How Animals DarWin Natural Resources

Although Darwin could not definitively prove his theory of evolution through natural selection, you could described it as an argument to the best explanation. In the final chapter of his book he uses many arguments to try and convince his readers over his ideas. One was the geographical distribution, he notes that “All the individuals of the same species, and all the species of the same genus, or even higher groups, must have descended from common parents” (Darwin, 484). One of the arguments that he uses to explain his theory of evolution was through showing that all species within a certain genus came from a single common ancestor, even animals from isolated regions of the earth. That the evolution of these animals came from competing with one another in the environment and that the “fittest” animal survived and past on the genes.   He notes that “… these questions and grave objections only on the supposition that the geological record is far more imperfect than most geologists believe” (Darwin, 486). He argued that the earth was much older than many people believed, and that many of the scientists didn’t get believe this due to not lack of evidence but from unwillingness to accept the theory. The evidence to support his claims of a evolution of species rather than other theories.

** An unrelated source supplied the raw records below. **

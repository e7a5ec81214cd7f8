//! Upload request authentication

use axum::http::header::AUTHORIZATION;
use axum::http::HeaderMap;
use regex::Regex;
use tracing::{debug, warn};

use ferry_auth::{Payload, TokenError, TokenValidator, UploadTokenPolicy};

use crate::error::{Error, Result};

/// Accepted `Authorization` header shape; group 1 is the token
pub const AUTH_HEADER_PATTERN: &str = r"(?i)^Bearer\s+([A-Za-z0-9\-._~+/]+=*)$";

/// Pulls the bearer token out of request headers
#[derive(Debug, Clone)]
pub struct TokenExtractor {
    pattern: Regex,
}

impl TokenExtractor {
    /// Extractor for [`AUTH_HEADER_PATTERN`]
    pub fn new() -> Result<Self> {
        let pattern = Regex::new(AUTH_HEADER_PATTERN)
            .map_err(|e| Error::Internal(format!("invalid authorization pattern: {}", e)))?;
        Ok(Self { pattern })
    }

    /// The bearer token, borrowed from `headers`
    pub fn extract<'a>(&self, headers: &'a HeaderMap) -> Result<&'a str> {
        let value = headers
            .get(AUTHORIZATION)
            .ok_or(Error::MissingAuthorization)?
            .to_str()
            .map_err(|_| Error::MalformedAuthorization)?;

        if value.is_empty() {
            return Err(Error::MissingAuthorization);
        }

        self.pattern
            .captures(value)
            .and_then(|c| c.get(1))
            .map(|m| m.as_str())
            .ok_or(Error::MalformedAuthorization)
    }
}

/// Authenticates upload requests and checks what their token allows
pub struct UploadAuthorizer {
    extractor: TokenExtractor,
    validator: TokenValidator,
}

impl UploadAuthorizer {
    /// Verify tokens with `validator`
    pub fn new(validator: TokenValidator) -> Result<Self> {
        Ok(Self {
            extractor: TokenExtractor::new()?,
            validator,
        })
    }

    /// The verified upload payload carried by `headers`
    pub fn authorize(&self, headers: &HeaderMap) -> Result<Payload> {
        let token = self.extractor.extract(headers).inspect_err(|e| match e {
            Error::MissingAuthorization => warn!("Rejecting upload: no authorization header"),
            _ => warn!("Rejecting upload: malformed authorization header"),
        })?;

        let payload = self.validator.validate(token).inspect_err(|e| match e {
            TokenError::InvalidSignature => warn!("Rejecting upload: invalid token signature"),
            TokenError::Expired => warn!("Rejecting upload: token expired"),
            TokenError::InvalidIssuer => warn!("Rejecting upload: unexpected token issuer"),
            other => warn!(error = %other, "Rejecting upload: unusable token"),
        })?;

        UploadTokenPolicy::check(&payload).inspect_err(|e| {
            warn!(
                error = %e,
                operation = ?payload.operation,
                resource = %payload.resource.resource,
                "Rejecting upload: token does not authorize an upload"
            )
        })?;

        debug!(namespace = %payload.namespace, name = %payload.name, "Received valid upload token");
        Ok(payload)
    }
}
//! Error types shared across Ferry crates

use thiserror::Error;

/// Main error type for shared Ferry operations
#[derive(Debug, Error)]
pub enum Error {
    /// Kubernetes API error
    #[error("kubernetes error: {source}")]
    Kube {
        /// The underlying kube-rs error
        #[from]
        source: kube::Error,
    },

    /// Internal error
    #[error("internal error [{context}]: {message}")]
    Internal {
        /// Description of what failed
        message: String,
        /// Where the error occurred (e.g., "create_client", "create_secret")
        context: String,
    },
}

impl Error {
    /// Create an internal error with context
    pub fn internal_with_context(context: impl Into<String>, msg: impl Into<String>) -> Self {
        Self::Internal {
            message: msg.into(),
            context: context.into(),
        }
    }
}

#[cfg(test)]
mod tests {
    use super::*;

    #[test]
    fn internal_error_carries_context() {
        let err = Error::internal_with_context("create_client", "failed to infer config");
        assert_eq!(
            err.to_string(),
            "internal error [create_client]: failed to infer config"
        );
    }

    #[test]
    fn kube_errors_convert() {
        let err: Error = kube::Error::Api(kube::error::ErrorResponse {
            status: "Failure".to_string(),
            message: "secrets \"keystore\" is forbidden".to_string(),
            reason: "Forbidden".to_string(),
            code: 403,
        })
        .into();
        assert!(matches!(err, Error::Kube { .. }));
        assert!(err.to_string().starts_with("kubernetes error"));
    }
}
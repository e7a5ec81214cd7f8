//! Shared Kubernetes utilities using kube-rs

use std::future::Future;
use std::path::Path;
use std::time::Duration;

use kube::config::{KubeConfigOptions, Kubeconfig};
use kube::{Client, Config};
use tokio::time::Instant;
use tracing::trace;

use crate::Error;

/// Default connection timeout for kube clients
pub const DEFAULT_CONNECT_TIMEOUT: Duration = Duration::from_secs(5);
/// Default read timeout for kube clients
pub const DEFAULT_READ_TIMEOUT: Duration = Duration::from_secs(30);

/// Create a kube client from an optional kubeconfig path with default timeouts
///
/// Falls back to in-cluster / `KUBECONFIG` inference when no path is given.
pub async fn create_client(kubeconfig: Option<&Path>) -> Result<Client, Error> {
    let mut config = match kubeconfig {
        Some(path) => {
            let kubeconfig = Kubeconfig::read_from(path).map_err(|e| {
                Error::internal_with_context(
                    "create_client",
                    format!("failed to read kubeconfig {}: {}", path.display(), e),
                )
            })?;
            Config::from_custom_kubeconfig(kubeconfig, &KubeConfigOptions::default())
                .await
                .map_err(|e| {
                    Error::internal_with_context(
                        "create_client",
                        format!("failed to load kubeconfig: {}", e),
                    )
                })?
        }
        None => Config::infer().await.map_err(|e| {
            Error::internal_with_context("create_client", format!("failed to infer config: {}", e))
        })?,
    };

    config.connect_timeout = Some(DEFAULT_CONNECT_TIMEOUT);
    config.read_timeout = Some(DEFAULT_READ_TIMEOUT);

    Client::try_from(config).map_err(|e| {
        Error::internal_with_context("create_client", format!("failed to create client: {}", e))
    })
}

/// Whether a kube error is a 404 from the API server
pub fn is_not_found(err: &kube::Error) -> bool {
    matches!(err, kube::Error::Api(e) if e.code == 404)
}

/// Whether a kube error is a 409 AlreadyExists/Conflict from the API server
pub fn is_conflict(err: &kube::Error) -> bool {
    matches!(err, kube::Error::Api(e) if e.code == 409)
}

/// Result of [`poll_until`]
#[derive(Debug, PartialEq, Eq)]
pub enum PollOutcome<T> {
    /// The check produced a value before the deadline
    Ready(T),
    /// The deadline passed without the check producing a value
    TimedOut,
}

/// Poll until a check produces a value, fails, or the timeout elapses
///
/// The first check runs immediately. `Ok(None)` keeps polling, `Ok(Some(v))`
/// stops with [`PollOutcome::Ready`], and `Err` stops immediately and is
/// returned as-is; errors are terminal, not retried. A check still running
/// at the deadline is dropped, so a timed-out poll returns at the deadline
/// regardless of how long individual checks take.
pub async fn poll_until<T, E, F, Fut>(
    timeout: Duration,
    poll_interval: Duration,
    mut check_fn: F,
) -> Result<PollOutcome<T>, E>
where
    F: FnMut() -> Fut,
    Fut: Future<Output = Result<Option<T>, E>>,
{
    let deadline = Instant::now() + timeout;

    loop {
        let remaining = deadline.saturating_duration_since(Instant::now());
        match tokio::time::timeout(remaining, check_fn()).await {
            Ok(result) => {
                if let Some(value) = result? {
                    return Ok(PollOutcome::Ready(value));
                }
            }
            Err(_) => {
                trace!("Polling check still running at deadline, abandoning it");
                return Ok(PollOutcome::TimedOut);
            }
        }

        let now = Instant::now();
        if now >= deadline {
            return Ok(PollOutcome::TimedOut);
        }

        trace!("Polling condition not yet met, retrying...");
        tokio::time::sleep(poll_interval.min(deadline - now)).await;
    }
}

#[cfg(test)]
mod tests {
    use super::*;
    use kube::error::ErrorResponse;
    use std::sync::atomic::{AtomicU32, Ordering};

    fn api_error(code: u16, reason: &str) -> kube::Error {
        kube::Error::Api(ErrorResponse {
            status: "Failure".to_string(),
            message: format!("{reason} error"),
            reason: reason.to_string(),
            code,
        })
    }

    #[test]
    fn classifies_api_errors() {
        assert!(is_not_found(&api_error(404, "NotFound")));
        assert!(!is_not_found(&api_error(409, "AlreadyExists")));
        assert!(is_conflict(&api_error(409, "AlreadyExists")));
        assert!(!is_conflict(&api_error(500, "InternalError")));
    }

    #[tokio::test(start_paused = true)]
    async fn poll_returns_ready_value() {
        let counter = AtomicU32::new(0);
        let calls = &counter;
        let outcome: Result<PollOutcome<u32>, ()> = poll_until(
            Duration::from_secs(10),
            Duration::from_secs(1),
            move || async move {
                let n = calls.fetch_add(1, Ordering::SeqCst) + 1;
                Ok(if n == 3 { Some(n) } else { None })
            },
        )
        .await;

        assert_eq!(outcome, Ok(PollOutcome::Ready(3)));
        assert_eq!(counter.load(Ordering::SeqCst), 3);
    }

    #[tokio::test(start_paused = true)]
    async fn poll_stops_on_first_error() {
        let counter = AtomicU32::new(0);
        let calls = &counter;
        let outcome: Result<PollOutcome<()>, &str> = poll_until(
            Duration::from_secs(10),
            Duration::from_secs(1),
            move || async move {
                calls.fetch_add(1, Ordering::SeqCst);
                Err("gone")
            },
        )
        .await;

        assert_eq!(outcome, Err("gone"));
        assert_eq!(counter.load(Ordering::SeqCst), 1);
    }

    #[tokio::test(start_paused = true)]
    async fn poll_times_out_at_deadline() {
        let start = Instant::now();
        let outcome: Result<PollOutcome<()>, ()> = poll_until(
            Duration::from_secs(10),
            Duration::from_secs(3),
            || async { Ok(None) },
        )
        .await;

        let elapsed = start.elapsed();
        assert_eq!(outcome, Ok(PollOutcome::TimedOut));
        assert!(elapsed >= Duration::from_secs(10));
        assert!(elapsed <= Duration::from_secs(13));
    }

    #[tokio::test(start_paused = true)]
    async fn slow_check_is_cut_off_at_deadline() {
        let start = Instant::now();
        let outcome: Result<PollOutcome<()>, ()> = poll_until(
            Duration::from_secs(10),
            Duration::from_secs(1),
            || async {
                tokio::time::sleep(Duration::from_secs(30)).await;
                Ok(None)
            },
        )
        .await;

        assert_eq!(outcome, Ok(PollOutcome::TimedOut));
        assert_eq!(start.elapsed(), Duration::from_secs(10));
    }

    #[tokio::test(start_paused = true)]
    async fn check_finishing_before_deadline_still_counts() {
        let outcome: Result<PollOutcome<u32>, ()> = poll_until(
            Duration::from_secs(10),
            Duration::from_secs(1),
            || async {
                tokio::time::sleep(Duration::from_secs(9)).await;
                Ok(Some(7))
            },
        )
        .await;

        assert_eq!(outcome, Ok(PollOutcome::Ready(7)));
    }
}
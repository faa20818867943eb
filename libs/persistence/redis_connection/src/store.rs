//! The cache store adapter.
//!
//! Every public operation degrades to "absent" or "no-op" when the store is
//! unreachable or misbehaves. Nothing here returns an error to the caller.

use std::{
    future::Future,
    sync::{
        Arc,
        atomic::{AtomicBool, Ordering},
    },
    time::Duration,
};

use bytes::Bytes;
use serde::Serialize;
use tracing::{debug, info, instrument, warn};

use crate::{
    config::{BackendKind, ConnectPolicy, MemoryConfig, RedisDbConfig},
    connection::{connect_redis_db, establish},
    core::CacheBackend,
    error::{CacheError, CacheResult},
    state::{ConnectivitySnapshot, ConnectivityState},
};

/// Handle to the single shared store connection. Cheap to clone.
#[derive(Clone)]
pub struct CacheStore {
    inner: Arc<StoreInner>,
}

struct StoreInner {
    backend: CacheBackend,
    state: ConnectivityState,
    policy: ConnectPolicy,
    reconnecting: AtomicBool,
}

#[derive(Debug, Clone, PartialEq, Eq, Serialize)]
#[serde(rename_all = "camelCase")]
pub struct StoreStats {
    pub backend: BackendKind,
    pub connected: bool,
    #[serde(skip_serializing_if = "Option::is_none")]
    pub last_error: Option<String>,
    #[serde(skip_serializing_if = "Option::is_none")]
    pub keys_count: Option<u64>,
}

impl CacheStore {
    fn with_backend(backend: CacheBackend, policy: ConnectPolicy) -> Self {
        Self {
            inner: Arc::new(StoreInner {
                backend,
                state: ConnectivityState::new(),
                policy,
                reconnecting: AtomicBool::new(false),
            }),
        }
    }

    /// Connects to Redis. Never fails: when the store cannot be reached
    /// within the connect policy the returned handle is in passthrough mode.
    #[instrument(skip_all, name = "cache-connect")]
    pub async fn connect(config: &RedisDbConfig) -> Self {
        info!("connecting to cache store");
        let pool = match connect_redis_db(config, config.pool_size, &config.connect)
        {
            Ok(pool) => pool,
            Err(err) => {
                warn!(error = %err, "cache store unavailable, continuing without cache");
                let store = Self::with_backend(CacheBackend::Disabled, config.connect);
                store.inner.state.record_error(err.to_string());
                return store;
            }
        };

        let store = Self::with_backend(CacheBackend::Redis(pool), config.connect);
        match establish(&store.inner.backend, &store.inner.policy).await {
            Ok(()) => {
                store.inner.state.mark_ready();
                info!("cache store connected and ready");
            }
            Err(err) => {
                store.inner.state.record_error(err.to_string());
                warn!(error = %err, "cache store unavailable, continuing without cache");
            }
        }
        store
    }

    /// In-process store; ready immediately.
    pub fn memory(config: &MemoryConfig) -> Self {
        let store = Self::with_backend(
            CacheBackend::memory(config),
            ConnectPolicy::default(),
        );
        store.inner.state.mark_ready();
        store
    }

    /// Permanent passthrough.
    pub fn disabled() -> Self {
        let store =
            Self::with_backend(CacheBackend::Disabled, ConnectPolicy::default());
        store.inner.state.record_error("cache disabled");
        store
    }

    pub async fn from_kind(
        kind: BackendKind, redis: &RedisDbConfig, memory: &MemoryConfig,
    ) -> Self {
        match kind {
            BackendKind::Redis => Self::connect(redis).await,
            BackendKind::Memory => Self::memory(memory),
            BackendKind::Disabled => Self::disabled(),
        }
    }

    pub fn backend_kind(&self) -> BackendKind { self.inner.backend.kind() }

    pub fn is_connected(&self) -> bool { self.inner.state.is_connected() }

    pub fn connectivity(&self) -> ConnectivitySnapshot {
        self.inner.state.snapshot()
    }

    #[instrument(skip(self), fields(cache.op = "get"))]
    pub async fn get(&self, key: &str) -> Option<Bytes> {
        self.run("get", key, self.inner.backend.get(key)).await.flatten()
    }

    #[instrument(skip(self, value), fields(cache.op = "set"))]
    pub async fn set_with_expiry(
        &self, key: &str, value: Bytes, ttl: Duration,
    ) -> bool {
        self.run("set", key, self.inner.backend.set_with_expiry(key, value, ttl))
            .await
            .is_some()
    }

    #[instrument(skip(self), fields(cache.op = "delete"))]
    pub async fn delete(&self, key: &str) -> bool {
        self.run("delete", key, self.inner.backend.delete(key))
            .await
            .unwrap_or(false)
    }

    #[instrument(skip(self), fields(cache.op = "delete_by_prefix"))]
    pub async fn delete_by_prefix(&self, prefix: &str) -> u64 {
        self.run(
            "delete_by_prefix",
            prefix,
            self.inner.backend.delete_by_prefix(prefix),
        )
        .await
        .unwrap_or(0)
    }

    #[instrument(skip(self), fields(cache.op = "flush_all"))]
    pub async fn flush_all(&self) -> bool {
        let flushed = self.run("flush_all", "*", self.inner.backend.flush()).await;
        if flushed.is_some() {
            info!("cache flushed");
        }
        flushed.is_some()
    }

    pub async fn stats(&self) -> StoreStats {
        let snapshot = self.connectivity();
        let keys_count = self
            .run("key_count", "*", self.inner.backend.key_count())
            .await;
        StoreStats {
            backend: self.backend_kind(),
            connected: snapshot.connected,
            last_error: snapshot.last_error,
            keys_count,
        }
    }

    /// Graceful shutdown. The store stays unavailable afterwards.
    pub async fn close(&self) {
        self.inner.state.mark_closed();
        if let CacheBackend::Redis(pool) = &self.inner.backend {
            pool.close();
        }
        info!("cache connection closed");
    }

    async fn run<T, F>(&self, op: &'static str, key: &str, operation: F) -> Option<T>
    where
        F: Future<Output = CacheResult<T>>,
    {
        if !self.is_connected() {
            return None;
        }

        let result =
            match tokio::time::timeout(self.inner.policy.op_timeout(), operation)
                .await
            {
                Ok(result) => result,
                Err(_) => Err(CacheError::Timeout { op }),
            };

        match result {
            Ok(value) => Some(value),
            Err(err) if err.is_connection_failure() => {
                self.connection_lost(err);
                None
            }
            Err(err) => {
                warn!(cache.op = op, cache.key = key, error = %err, "cache operation failed");
                None
            }
        }
    }

    fn connection_lost(&self, err: CacheError) {
        if !self.inner.state.mark_disconnected(err.to_string()) {
            return;
        }
        warn!(error = %err, "cache store connection lost, serving without cache");

        if self.inner.backend.is_redis()
            && !self.inner.reconnecting.swap(true, Ordering::AcqRel)
        {
            let store = self.clone();
            tokio::spawn(async move { store.reconnect().await });
        }
    }

    async fn reconnect(&self) {
        // The first attempt happens after one backoff step, the rest follow
        // the same policy as the initial connect.
        tokio::time::sleep(self.inner.policy.backoff(1)).await;
        let outcome = establish(&self.inner.backend, &self.inner.policy).await;
        self.inner.reconnecting.store(false, Ordering::Release);

        match outcome {
            Ok(()) if self.inner.state.mark_ready() => {
                info!("cache store reconnected");
            }
            Ok(()) => debug!("cache store answered after close, ignoring"),
            Err(err) => {
                // no further attempts until restart
                self.inner.state.mark_closed();
                self.inner.state.record_error(err.to_string());
                warn!(error = %err, "cache store did not come back, cache disabled until restart");
            }
        }
    }
}

#[cfg(test)]
mod tests {
    use tokio::{
        io::{AsyncReadExt, AsyncWriteExt},
        net::{TcpListener, TcpStream},
        task::{JoinHandle, JoinSet},
    };

    use super::*;
    use crate::config::RedisDbConfig;

    /// Splits one RESP command array off the front of `buf`.
    fn next_command(buf: &[u8]) -> Option<(Vec<Vec<u8>>, usize)> {
        fn line(buf: &[u8], pos: &mut usize) -> Option<usize> {
            let rest = buf.get(*pos..)?;
            let end = rest.windows(2).position(|w| w == b"\r\n")?;
            let value = std::str::from_utf8(rest.get(1..end)?).ok()?.parse().ok()?;
            *pos += end + 2;
            Some(value)
        }

        let mut pos = 0;
        let count = line(buf, &mut pos)?;
        let mut args = Vec::with_capacity(count);
        for _ in 0..count {
            let len = line(buf, &mut pos)?;
            let arg = buf.get(pos..pos + len)?.to_vec();
            buf.get(pos + len..pos + len + 2)?;
            pos += len + 2;
            args.push(arg);
        }
        Some((args, pos))
    }

    /// Answers PING (echoing its argument), GET with nil and everything
    /// else with OK.
    async fn serve(mut socket: TcpStream) {
        let mut buf = Vec::new();
        let mut chunk = [0u8; 1024];
        loop {
            match socket.read(&mut chunk).await {
                Ok(0) | Err(_) => return,
                Ok(n) => buf.extend_from_slice(&chunk[..n]),
            }
            while let Some((args, used)) = next_command(&buf) {
                buf.drain(..used);
                let name = args
                    .first()
                    .map(|name| name.to_ascii_uppercase())
                    .unwrap_or_default();
                let reply = match (name.as_slice(), args.get(1)) {
                    (b"PING", Some(echo)) => {
                        let mut reply = format!("${}\r\n", echo.len()).into_bytes();
                        reply.extend_from_slice(echo);
                        reply.extend_from_slice(b"\r\n");
                        reply
                    }
                    (b"PING", None) => b"+PONG\r\n".to_vec(),
                    (b"GET", _) => b"$-1\r\n".to_vec(),
                    _ => b"+OK\r\n".to_vec(),
                };
                if socket.write_all(&reply).await.is_err() {
                    return;
                }
            }
        }
    }

    /// A throwaway RESP server. Aborting the handle drops the listener and
    /// every open connection.
    async fn resp_server() -> (u16, JoinHandle<()>) {
        let listener = TcpListener::bind("127.0.0.1:0").await.unwrap();
        let port = listener.local_addr().unwrap().port();
        let handle = tokio::spawn(async move {
            let mut connections = JoinSet::new();
            while let Ok((socket, _)) = listener.accept().await {
                connections.spawn(serve(socket));
            }
        });
        (port, handle)
    }

    fn unreachable_redis() -> RedisDbConfig {
        RedisDbConfig {
            url: Some("redis://127.0.0.1:1/0".into()),
            connect: ConnectPolicy {
                connect_timeout_ms: 200,
                op_timeout_ms: 100,
                reconnect_attempts: 0,
            },
            ..RedisDbConfig::default()
        }
    }

    #[tokio::test]
    async fn unreachable_store_starts_in_passthrough() {
        let store = CacheStore::connect(&unreachable_redis()).await;

        assert!(!store.is_connected());
        assert!(store.connectivity().last_error.is_some());
        assert_eq!(store.get("video:v1").await, None);
        assert!(
            !store
                .set_with_expiry("video:v1", Bytes::from_static(b"{}"), Duration::from_secs(5))
                .await
        );
        assert!(!store.delete("video:v1").await);
        assert_eq!(store.delete_by_prefix("videos-list:").await, 0);
        assert!(!store.flush_all().await);
    }

    #[tokio::test]
    async fn lost_connection_degrades_once_and_stays_down() {
        let (port, server) = resp_server().await;
        let config = RedisDbConfig {
            url: Some(format!("redis://127.0.0.1:{port}/0")),
            connect: ConnectPolicy {
                connect_timeout_ms: 500,
                op_timeout_ms: 500,
                reconnect_attempts: 1,
            },
            ..RedisDbConfig::default()
        };

        let store = CacheStore::connect(&config).await;
        assert!(store.is_connected());
        assert_eq!(store.get("video:v1").await, None);
        assert!(store.is_connected());

        server.abort();
        let _ = server.await;

        assert_eq!(store.get("video:v1").await, None);
        assert!(!store.is_connected());
        let lost = store.connectivity().last_error;
        assert!(lost.is_some());
        assert!(store.inner.reconnecting.load(Ordering::Acquire));

        // already down: no second transition, no second supervisor
        assert_eq!(store.get("video:v2").await, None);
        assert_eq!(store.connectivity().last_error, lost);

        tokio::time::sleep(Duration::from_millis(800)).await;

        assert!(!store.inner.reconnecting.load(Ordering::Acquire));
        assert!(store.inner.state.is_closed());
        assert!(!store.is_connected());
        assert!(!store.inner.state.mark_ready());
        assert!(
            !store
                .set_with_expiry("video:v1", Bytes::from_static(b"{}"), Duration::from_secs(5))
                .await
        );
    }

    #[tokio::test]
    async fn memory_store_round_trip() {
        let store = CacheStore::memory(&MemoryConfig::default());
        let ttl = Duration::from_secs(30);

        assert!(store.set_with_expiry("video:v1", Bytes::from_static(b"1"), ttl).await);
        assert_eq!(store.get("video:v1").await, Some(Bytes::from_static(b"1")));
        assert!(store.delete("video:v1").await);
        assert!(!store.delete("video:v1").await);
        assert_eq!(store.get("video:v1").await, None);
    }

    #[tokio::test]
    async fn entries_expire_after_their_ttl() {
        let store = CacheStore::memory(&MemoryConfig::default());
        let ttl = Duration::from_millis(300);

        store.set_with_expiry("trending:{}", Bytes::from_static(b"[]"), ttl).await;
        assert!(store.get("trending:{}").await.is_some());

        tokio::time::sleep(ttl + Duration::from_millis(100)).await;
        assert_eq!(store.get("trending:{}").await, None);
    }

    #[tokio::test]
    async fn flush_clears_every_entry() {
        let store = CacheStore::memory(&MemoryConfig::default());
        let ttl = Duration::from_secs(30);
        store.set_with_expiry("video:a", Bytes::from_static(b"1"), ttl).await;
        store.set_with_expiry("search:{}", Bytes::from_static(b"2"), ttl).await;

        assert!(store.flush_all().await);
        assert_eq!(store.stats().await.keys_count, Some(0));
    }

    #[tokio::test]
    async fn closed_store_is_passthrough() {
        let store = CacheStore::memory(&MemoryConfig::default());
        store.close().await;

        assert!(!store.is_connected());
        assert_eq!(store.connectivity().last_error.as_deref(), Some("closed"));
        assert!(
            !store
                .set_with_expiry("video:v1", Bytes::from_static(b"1"), Duration::from_secs(1))
                .await
        );
    }

    #[tokio::test]
    async fn disabled_store_reports_stats_without_keys() {
        let stats = CacheStore::disabled().stats().await;

        assert_eq!(stats.backend, BackendKind::Disabled);
        assert!(!stats.connected);
        assert_eq!(stats.keys_count, None);
    }
}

Darwin’s theory of evolution through natural selection can be described as an argument to the best explanation. Where at the time of the introduction of his theory, he needed to explain it better than competing theories. I believe that his theory was fairly convincing. His look into how geography plays a role on how animals compete for resources and the ones that are best suited for the environment.

One thought on “How Animals DarWin Natural Resources”

  1. Jacob,

    Your quote from page 486 is fantastic! I’m so glad that it is the one that you pulled out from the text. It is definitely interesting to look at the genealogy of species and the theories that are behind them. Darwin’s is certainly a well-known theorist, but I wonder why we focus on his theory of survival of the fittest compared to creation. (Creation might not be the best word, but I’m sure you understand what I’m saying.) I wonder if religious prominence throughout history is why.

    I agree that his argument was fairly, but not entirely convincing. I also think he needs to be more specific in relation to other theories.